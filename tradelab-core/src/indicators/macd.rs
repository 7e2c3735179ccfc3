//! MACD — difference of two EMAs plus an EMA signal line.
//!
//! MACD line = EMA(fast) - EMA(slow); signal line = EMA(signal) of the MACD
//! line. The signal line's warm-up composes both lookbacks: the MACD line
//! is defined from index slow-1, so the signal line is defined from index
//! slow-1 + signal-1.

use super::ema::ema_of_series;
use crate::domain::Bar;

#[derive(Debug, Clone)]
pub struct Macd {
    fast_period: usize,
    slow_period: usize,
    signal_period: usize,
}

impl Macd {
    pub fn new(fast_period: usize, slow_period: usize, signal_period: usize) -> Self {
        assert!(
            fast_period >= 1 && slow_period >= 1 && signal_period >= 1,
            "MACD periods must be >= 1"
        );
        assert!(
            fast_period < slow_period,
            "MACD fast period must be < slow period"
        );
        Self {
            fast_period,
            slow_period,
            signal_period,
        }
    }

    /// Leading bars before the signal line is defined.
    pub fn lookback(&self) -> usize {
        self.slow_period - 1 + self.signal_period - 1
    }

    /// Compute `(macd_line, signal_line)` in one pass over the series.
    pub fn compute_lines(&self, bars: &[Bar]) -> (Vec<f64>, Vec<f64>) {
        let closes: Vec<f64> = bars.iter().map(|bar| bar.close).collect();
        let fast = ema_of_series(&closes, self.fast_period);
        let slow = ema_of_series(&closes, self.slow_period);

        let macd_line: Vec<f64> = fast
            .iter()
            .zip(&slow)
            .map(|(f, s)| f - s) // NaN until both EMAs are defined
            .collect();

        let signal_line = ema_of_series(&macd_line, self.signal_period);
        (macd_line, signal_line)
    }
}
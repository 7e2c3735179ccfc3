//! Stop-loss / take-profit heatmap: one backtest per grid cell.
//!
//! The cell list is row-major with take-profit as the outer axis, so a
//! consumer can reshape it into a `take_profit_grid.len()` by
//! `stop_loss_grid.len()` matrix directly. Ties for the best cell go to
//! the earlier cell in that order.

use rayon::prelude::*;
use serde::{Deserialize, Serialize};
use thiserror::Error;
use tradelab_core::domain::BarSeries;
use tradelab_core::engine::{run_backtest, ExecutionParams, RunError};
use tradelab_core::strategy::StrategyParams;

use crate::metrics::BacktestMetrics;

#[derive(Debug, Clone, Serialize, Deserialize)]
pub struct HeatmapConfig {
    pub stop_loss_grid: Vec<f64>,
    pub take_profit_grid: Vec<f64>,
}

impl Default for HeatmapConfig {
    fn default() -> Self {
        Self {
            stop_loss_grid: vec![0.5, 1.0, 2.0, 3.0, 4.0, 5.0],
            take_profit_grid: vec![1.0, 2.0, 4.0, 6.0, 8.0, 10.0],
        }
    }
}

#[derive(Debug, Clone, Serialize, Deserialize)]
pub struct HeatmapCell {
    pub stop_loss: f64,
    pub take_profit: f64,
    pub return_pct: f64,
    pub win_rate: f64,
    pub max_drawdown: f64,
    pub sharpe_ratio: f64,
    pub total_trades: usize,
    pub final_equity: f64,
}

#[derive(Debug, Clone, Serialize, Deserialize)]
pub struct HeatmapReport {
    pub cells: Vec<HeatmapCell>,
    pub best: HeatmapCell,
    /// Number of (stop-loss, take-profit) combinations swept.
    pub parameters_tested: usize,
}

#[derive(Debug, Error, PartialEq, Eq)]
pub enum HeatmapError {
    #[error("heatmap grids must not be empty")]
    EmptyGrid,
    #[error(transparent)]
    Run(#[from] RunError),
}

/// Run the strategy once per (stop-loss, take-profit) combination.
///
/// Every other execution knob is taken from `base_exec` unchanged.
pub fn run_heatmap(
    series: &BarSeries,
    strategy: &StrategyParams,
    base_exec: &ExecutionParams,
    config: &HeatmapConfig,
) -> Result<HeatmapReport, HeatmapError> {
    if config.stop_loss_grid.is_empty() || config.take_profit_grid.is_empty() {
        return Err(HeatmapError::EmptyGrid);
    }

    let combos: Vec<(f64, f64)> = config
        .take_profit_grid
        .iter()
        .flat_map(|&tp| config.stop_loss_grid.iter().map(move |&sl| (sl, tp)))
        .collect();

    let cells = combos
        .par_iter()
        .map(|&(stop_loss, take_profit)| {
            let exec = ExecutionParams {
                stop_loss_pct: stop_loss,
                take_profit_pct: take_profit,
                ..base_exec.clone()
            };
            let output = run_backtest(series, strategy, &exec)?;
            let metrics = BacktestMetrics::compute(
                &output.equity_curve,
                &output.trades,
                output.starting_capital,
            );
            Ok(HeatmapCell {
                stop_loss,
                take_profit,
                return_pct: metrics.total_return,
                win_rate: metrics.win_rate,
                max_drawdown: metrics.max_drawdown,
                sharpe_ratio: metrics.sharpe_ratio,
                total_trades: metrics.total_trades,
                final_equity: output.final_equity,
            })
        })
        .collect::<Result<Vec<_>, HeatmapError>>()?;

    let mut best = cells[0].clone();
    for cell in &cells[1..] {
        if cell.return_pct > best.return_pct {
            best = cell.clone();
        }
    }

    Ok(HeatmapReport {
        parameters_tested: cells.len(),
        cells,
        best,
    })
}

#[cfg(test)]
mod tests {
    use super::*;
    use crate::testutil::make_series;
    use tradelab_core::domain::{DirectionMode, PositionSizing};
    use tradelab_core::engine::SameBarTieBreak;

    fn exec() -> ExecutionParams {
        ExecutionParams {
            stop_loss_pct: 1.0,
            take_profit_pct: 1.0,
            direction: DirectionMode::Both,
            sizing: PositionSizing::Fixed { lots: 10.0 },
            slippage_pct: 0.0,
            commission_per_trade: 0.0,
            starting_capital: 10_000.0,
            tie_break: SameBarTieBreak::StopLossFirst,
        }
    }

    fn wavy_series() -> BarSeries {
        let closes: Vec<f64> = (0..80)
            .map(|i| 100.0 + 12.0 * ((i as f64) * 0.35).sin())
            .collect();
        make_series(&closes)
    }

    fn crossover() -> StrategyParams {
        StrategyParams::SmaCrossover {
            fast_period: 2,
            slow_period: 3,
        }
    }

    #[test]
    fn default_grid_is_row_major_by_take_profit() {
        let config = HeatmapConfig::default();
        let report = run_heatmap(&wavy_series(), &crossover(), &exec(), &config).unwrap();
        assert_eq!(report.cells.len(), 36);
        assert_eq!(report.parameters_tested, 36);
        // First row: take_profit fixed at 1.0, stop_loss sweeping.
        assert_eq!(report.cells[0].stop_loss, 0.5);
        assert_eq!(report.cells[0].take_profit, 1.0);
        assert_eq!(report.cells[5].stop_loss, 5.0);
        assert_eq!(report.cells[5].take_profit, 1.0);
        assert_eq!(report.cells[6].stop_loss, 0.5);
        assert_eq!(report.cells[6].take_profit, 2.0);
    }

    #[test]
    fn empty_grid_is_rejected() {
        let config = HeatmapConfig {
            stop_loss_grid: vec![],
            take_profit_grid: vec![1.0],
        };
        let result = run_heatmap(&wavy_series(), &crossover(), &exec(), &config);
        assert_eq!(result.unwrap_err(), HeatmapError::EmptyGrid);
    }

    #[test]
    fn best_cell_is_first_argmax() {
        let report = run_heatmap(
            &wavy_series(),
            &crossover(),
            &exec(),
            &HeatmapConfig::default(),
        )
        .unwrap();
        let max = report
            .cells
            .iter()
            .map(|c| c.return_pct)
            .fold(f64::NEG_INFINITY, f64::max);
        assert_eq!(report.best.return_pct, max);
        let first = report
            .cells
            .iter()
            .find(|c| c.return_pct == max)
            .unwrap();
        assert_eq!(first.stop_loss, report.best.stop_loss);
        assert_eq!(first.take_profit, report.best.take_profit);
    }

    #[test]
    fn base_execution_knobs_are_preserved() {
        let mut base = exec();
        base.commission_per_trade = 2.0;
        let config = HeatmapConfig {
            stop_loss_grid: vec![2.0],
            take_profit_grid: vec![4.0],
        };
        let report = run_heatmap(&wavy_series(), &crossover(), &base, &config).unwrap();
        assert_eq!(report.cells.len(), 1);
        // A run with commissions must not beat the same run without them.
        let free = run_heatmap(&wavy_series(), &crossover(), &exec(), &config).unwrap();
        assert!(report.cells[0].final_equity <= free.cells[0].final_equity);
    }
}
************
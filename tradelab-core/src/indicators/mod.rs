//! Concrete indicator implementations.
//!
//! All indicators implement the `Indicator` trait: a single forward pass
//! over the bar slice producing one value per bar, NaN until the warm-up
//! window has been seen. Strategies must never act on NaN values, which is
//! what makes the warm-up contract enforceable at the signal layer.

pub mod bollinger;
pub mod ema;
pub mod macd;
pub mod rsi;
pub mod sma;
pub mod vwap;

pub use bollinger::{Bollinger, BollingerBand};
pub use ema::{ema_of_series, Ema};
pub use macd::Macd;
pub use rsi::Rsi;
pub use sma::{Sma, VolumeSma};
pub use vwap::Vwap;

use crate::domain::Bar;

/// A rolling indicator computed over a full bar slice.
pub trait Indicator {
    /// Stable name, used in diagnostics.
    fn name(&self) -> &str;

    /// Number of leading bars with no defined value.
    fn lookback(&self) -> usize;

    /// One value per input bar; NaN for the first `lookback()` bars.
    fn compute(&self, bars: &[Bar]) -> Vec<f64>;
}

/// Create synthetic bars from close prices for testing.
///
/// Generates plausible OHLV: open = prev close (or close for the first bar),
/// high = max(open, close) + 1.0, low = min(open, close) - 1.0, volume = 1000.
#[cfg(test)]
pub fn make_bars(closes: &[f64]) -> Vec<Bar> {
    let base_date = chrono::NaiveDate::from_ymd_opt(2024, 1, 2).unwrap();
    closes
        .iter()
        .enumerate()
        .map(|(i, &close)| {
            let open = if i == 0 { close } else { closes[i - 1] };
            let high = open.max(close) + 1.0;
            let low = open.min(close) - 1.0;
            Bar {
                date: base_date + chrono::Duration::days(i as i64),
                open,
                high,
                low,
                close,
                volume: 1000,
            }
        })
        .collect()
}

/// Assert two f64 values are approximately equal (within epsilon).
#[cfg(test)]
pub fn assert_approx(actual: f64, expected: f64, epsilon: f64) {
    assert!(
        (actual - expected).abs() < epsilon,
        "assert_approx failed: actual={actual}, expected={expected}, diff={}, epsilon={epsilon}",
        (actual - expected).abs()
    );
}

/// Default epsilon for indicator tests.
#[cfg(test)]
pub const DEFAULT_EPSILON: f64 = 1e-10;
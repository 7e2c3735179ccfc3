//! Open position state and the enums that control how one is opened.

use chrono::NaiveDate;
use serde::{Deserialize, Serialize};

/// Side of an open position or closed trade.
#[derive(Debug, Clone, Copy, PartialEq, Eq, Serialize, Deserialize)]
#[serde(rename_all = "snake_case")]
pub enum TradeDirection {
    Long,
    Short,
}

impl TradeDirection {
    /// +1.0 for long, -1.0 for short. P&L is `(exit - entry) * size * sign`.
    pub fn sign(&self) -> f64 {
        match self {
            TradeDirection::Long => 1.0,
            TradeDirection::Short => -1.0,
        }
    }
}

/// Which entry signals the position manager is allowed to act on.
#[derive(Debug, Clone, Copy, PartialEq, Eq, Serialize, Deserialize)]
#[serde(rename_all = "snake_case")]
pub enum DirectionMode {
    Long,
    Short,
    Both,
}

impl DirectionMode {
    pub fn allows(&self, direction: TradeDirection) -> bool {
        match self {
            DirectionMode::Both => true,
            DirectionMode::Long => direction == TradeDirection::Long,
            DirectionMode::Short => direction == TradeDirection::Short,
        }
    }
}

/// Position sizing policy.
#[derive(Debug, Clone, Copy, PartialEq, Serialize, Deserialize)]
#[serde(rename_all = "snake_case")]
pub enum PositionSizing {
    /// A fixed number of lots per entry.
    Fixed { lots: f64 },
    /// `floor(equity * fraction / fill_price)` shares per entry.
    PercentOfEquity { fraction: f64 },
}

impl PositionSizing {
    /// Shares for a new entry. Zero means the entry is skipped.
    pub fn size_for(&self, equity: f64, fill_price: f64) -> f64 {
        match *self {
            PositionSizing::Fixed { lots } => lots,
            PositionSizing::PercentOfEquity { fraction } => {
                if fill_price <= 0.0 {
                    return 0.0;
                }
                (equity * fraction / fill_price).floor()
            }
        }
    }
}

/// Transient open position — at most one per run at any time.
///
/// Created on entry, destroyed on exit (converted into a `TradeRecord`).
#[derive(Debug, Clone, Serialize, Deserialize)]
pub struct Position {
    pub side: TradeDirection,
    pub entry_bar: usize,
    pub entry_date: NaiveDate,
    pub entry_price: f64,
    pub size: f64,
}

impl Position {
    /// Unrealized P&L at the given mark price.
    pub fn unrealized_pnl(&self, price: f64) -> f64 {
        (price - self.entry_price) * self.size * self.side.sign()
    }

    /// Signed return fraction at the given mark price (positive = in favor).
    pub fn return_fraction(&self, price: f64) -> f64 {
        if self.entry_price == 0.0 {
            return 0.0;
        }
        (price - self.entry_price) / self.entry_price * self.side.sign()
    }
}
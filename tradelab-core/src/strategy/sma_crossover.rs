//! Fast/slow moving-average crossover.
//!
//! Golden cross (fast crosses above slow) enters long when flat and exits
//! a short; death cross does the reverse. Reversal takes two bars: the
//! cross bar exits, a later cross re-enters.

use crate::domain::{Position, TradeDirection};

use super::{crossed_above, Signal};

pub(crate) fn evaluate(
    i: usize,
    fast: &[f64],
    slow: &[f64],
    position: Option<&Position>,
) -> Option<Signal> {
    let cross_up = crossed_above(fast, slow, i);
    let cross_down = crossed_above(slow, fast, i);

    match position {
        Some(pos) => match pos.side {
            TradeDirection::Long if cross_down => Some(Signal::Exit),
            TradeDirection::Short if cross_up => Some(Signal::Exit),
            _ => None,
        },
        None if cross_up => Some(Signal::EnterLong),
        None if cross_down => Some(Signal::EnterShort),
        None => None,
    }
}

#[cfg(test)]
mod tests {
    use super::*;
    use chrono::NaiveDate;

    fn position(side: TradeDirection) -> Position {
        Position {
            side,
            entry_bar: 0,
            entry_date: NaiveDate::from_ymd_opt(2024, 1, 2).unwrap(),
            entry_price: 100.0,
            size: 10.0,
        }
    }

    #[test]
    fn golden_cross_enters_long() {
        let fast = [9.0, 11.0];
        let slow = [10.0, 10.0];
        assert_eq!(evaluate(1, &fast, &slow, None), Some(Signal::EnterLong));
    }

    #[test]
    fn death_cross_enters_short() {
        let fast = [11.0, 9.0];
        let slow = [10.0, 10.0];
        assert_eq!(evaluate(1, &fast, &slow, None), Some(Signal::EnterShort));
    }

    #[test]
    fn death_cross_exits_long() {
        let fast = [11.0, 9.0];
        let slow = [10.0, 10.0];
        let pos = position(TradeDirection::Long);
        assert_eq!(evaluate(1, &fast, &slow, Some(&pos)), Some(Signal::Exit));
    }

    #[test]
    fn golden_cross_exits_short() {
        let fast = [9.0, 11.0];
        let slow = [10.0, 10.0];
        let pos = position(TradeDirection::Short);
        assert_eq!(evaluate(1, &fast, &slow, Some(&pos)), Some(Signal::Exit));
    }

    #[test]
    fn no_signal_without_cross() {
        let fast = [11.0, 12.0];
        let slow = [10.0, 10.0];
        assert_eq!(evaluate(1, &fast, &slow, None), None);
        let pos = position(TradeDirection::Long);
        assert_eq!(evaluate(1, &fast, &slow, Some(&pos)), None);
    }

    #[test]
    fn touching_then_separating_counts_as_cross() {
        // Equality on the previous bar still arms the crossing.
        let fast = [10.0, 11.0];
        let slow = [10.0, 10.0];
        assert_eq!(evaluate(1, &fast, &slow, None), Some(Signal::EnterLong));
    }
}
************
• [Task directions] Among the lines above, return each one holding the string "Option".

• [Answer box]
    position: Option<&Position>,
) -> Option<Signal> {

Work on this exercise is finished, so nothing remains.